= List of Canadian provinces by unemployment rate =

Unemployment rate for Canadian provinces

The list of Canadian provinces by unemployment rate are statistics that directly refer to the nation's seasonally adjusted unemployment rate. Below is a comparison of the seasonally adjusted unemployment rates by province/territory, sortable by name or unemployment rate. Data provided by Statistics Canada's Labour Force Survey. Not seasonally adjusted data reflects the actual current unemployment rate, while seasonally adjusted data removes the seasonal component from the information.

==Unemployment by province or territory==

| Province | Unemployment percentage of labour force as of April 2025 | Monthly percent change (=drop in unemployment) |
|---|---|---|
| Alberta | 7.8 | 0.0% |
| British Columbia | 6.6 | +0.2% |
| Manitoba | 5.8 | −0.4% |
| Newfoundland and Labrador | 10.1 | −0.5% |
| New Brunswick | 7.9 | −0.2% |
| Nova Scotia | 6.7 | +0.5% |
| Ontario | 7.6 | +0.3% |
| Prince Edward Island | 8.5 | −1.2% |
| Quebec | 5.3 | +0.4% |
| Saskatchewan | 5.5 | −0.5% |
| Canada (national) | 6.9 | +0.2% |

Definitions of modern full employment range from 3% to 6% unemployment rates.

==Data differences from US rates==
Canada uses a different measure to gauge the unemployment than the United States calculation. An analyst with the American Bureau of Labour Statistics stated that if the Canadian unemployment rate were adjusted to U.S. concepts, it would be reduced by 1 percentage point.

==Unemployment extremes==
The lowest level of national unemployment came in 1947 with a 2.2% unemployment rate, a result of the smaller pool of available workers caused by casualties from the Second World War.

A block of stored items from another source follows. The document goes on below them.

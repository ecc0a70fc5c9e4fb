//! # Error Types Module
//!
//! This module defines the error type returned at the HTTP boundary. Library
//! code propagates `anyhow::Error` with context; handlers convert into
//! [`AppError`], which knows its HTTP status and JSON shape.

use axum::http::StatusCode;
use axum::response::{IntoResponse, Response};
use axum::Json;
use serde_json::json;
use tracing::error;

/// Errors surfaced to API clients
#[derive(Debug, Clone, PartialEq)]
pub enum AppError {
    /// Rejected input
    Validation(String),
    /// Missing user, recipe, item...
    NotFound(String),
    /// The resource exists but belongs to someone else
    Forbidden(String),
    /// A dependency is switched off or its circuit breaker is open
    Unavailable(String),
    /// An upstream service answered with an error or an unreadable reply
    Upstream(String),
    /// An upstream call did not finish in time
    Timeout(String),
    /// Anything else; the message is logged, never sent to clients
    Internal(String),
}

/// Result alias for request handlers
pub type AppResult<T> = Result<T, AppError>;

impl AppError {
    /// HTTP status for this error
    pub fn status_code(&self) -> StatusCode {
        match self {
            AppError::Validation(_) => StatusCode::BAD_REQUEST,
            AppError::NotFound(_) => StatusCode::NOT_FOUND,
            AppError::Forbidden(_) => StatusCode::FORBIDDEN,
            AppError::Unavailable(_) => StatusCode::SERVICE_UNAVAILABLE,
            AppError::Upstream(_) => StatusCode::BAD_GATEWAY,
            AppError::Timeout(_) => StatusCode::GATEWAY_TIMEOUT,
            AppError::Internal(_) => StatusCode::INTERNAL_SERVER_ERROR,
        }
    }

    /// Stable machine-readable code
    pub fn code(&self) -> &'static str {
        match self {
            AppError::Validation(_) => "validation_error",
            AppError::NotFound(_) => "not_found",
            AppError::Forbidden(_) => "forbidden",
            AppError::Unavailable(_) => "service_unavailable",
            AppError::Upstream(_) => "upstream_error",
            AppError::Timeout(_) => "timeout",
            AppError::Internal(_) => "internal_error",
        }
    }

    /// Message safe to show to clients
    pub fn public_message(&self) -> String {
        match self {
            AppError::Internal(_) => "Internal server error".to_string(),
            AppError::Validation(msg)
            | AppError::NotFound(msg)
            | AppError::Forbidden(msg)
            | AppError::Unavailable(msg)
            | AppError::Upstream(msg)
            | AppError::Timeout(msg) => msg.clone(),
        }
    }

    /// Whether retrying the same call later can succeed
    pub fn is_transient(&self) -> bool {
        matches!(
            self,
            AppError::Upstream(_) | AppError::Timeout(_) | AppError::Unavailable(_)
        )
    }
}

impl std::fmt::Display for AppError {
    fn fmt(&self, f: &mut std::fmt::Formatter<'_>) -> std::fmt::Result {
        match self {
            AppError::Validation(msg) => write!(f, "Validation error: {msg}"),
            AppError::NotFound(msg) => write!(f, "Not found: {msg}"),
            AppError::Forbidden(msg) => write!(f, "Forbidden: {msg}"),
            AppError::Unavailable(msg) => write!(f, "Service unavailable: {msg}"),
            AppError::Upstream(msg) => write!(f, "Upstream error: {msg}"),
            AppError::Timeout(msg) => write!(f, "Timeout error: {msg}"),
            AppError::Internal(msg) => write!(f, "Internal error: {msg}"),
        }
    }
}

impl std::error::Error for AppError {}

impl From<anyhow::Error> for AppError {
    fn from(err: anyhow::Error) -> Self {
        // Keep typed errors that were wrapped with context on the way up
        match err.downcast::<AppError>() {
            Ok(app_error) => app_error,
            Err(err) => AppError::Internal(format!("{err:#}")),
        }
    }
}

impl From<sqlx::Error> for AppError {
    fn from(err: sqlx::Error) -> Self {
        AppError::Internal(format!("Database error: {err}"))
    }
}

impl IntoResponse for AppError {
    fn into_response(self) -> Response {
        let status = self.status_code();
        if status.is_server_error() {
            error!(status = %status, error = %self, "Request failed");
        }

        let body = json!({
            "error": {
                "code": self.code(),
                "message": self.public_message(),
            }
        });

        (status, Json(body)).into_response()
    }
}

The highest level of unemployment throughout Canada was set in December 1982, when the early 1980s recession resulted in 13.1% of the adult population being out of work due to economic factors that originated in the United States. The primary cause of the early 1980s recession was a contractionary monetary policy established by the Federal Reserve System to control high inflation.

During the Great Depression, urban unemployment throughout Canada was 19%; Toronto's rate was 17%, according to the census of 1931. Farmers who stayed on their farms were not considered unemployed.

According to data from Statistics Canada, youth unemployment hit 14.6% in July 2025, the highest it had been since 2010 (outside of the COVID-19 pandemic).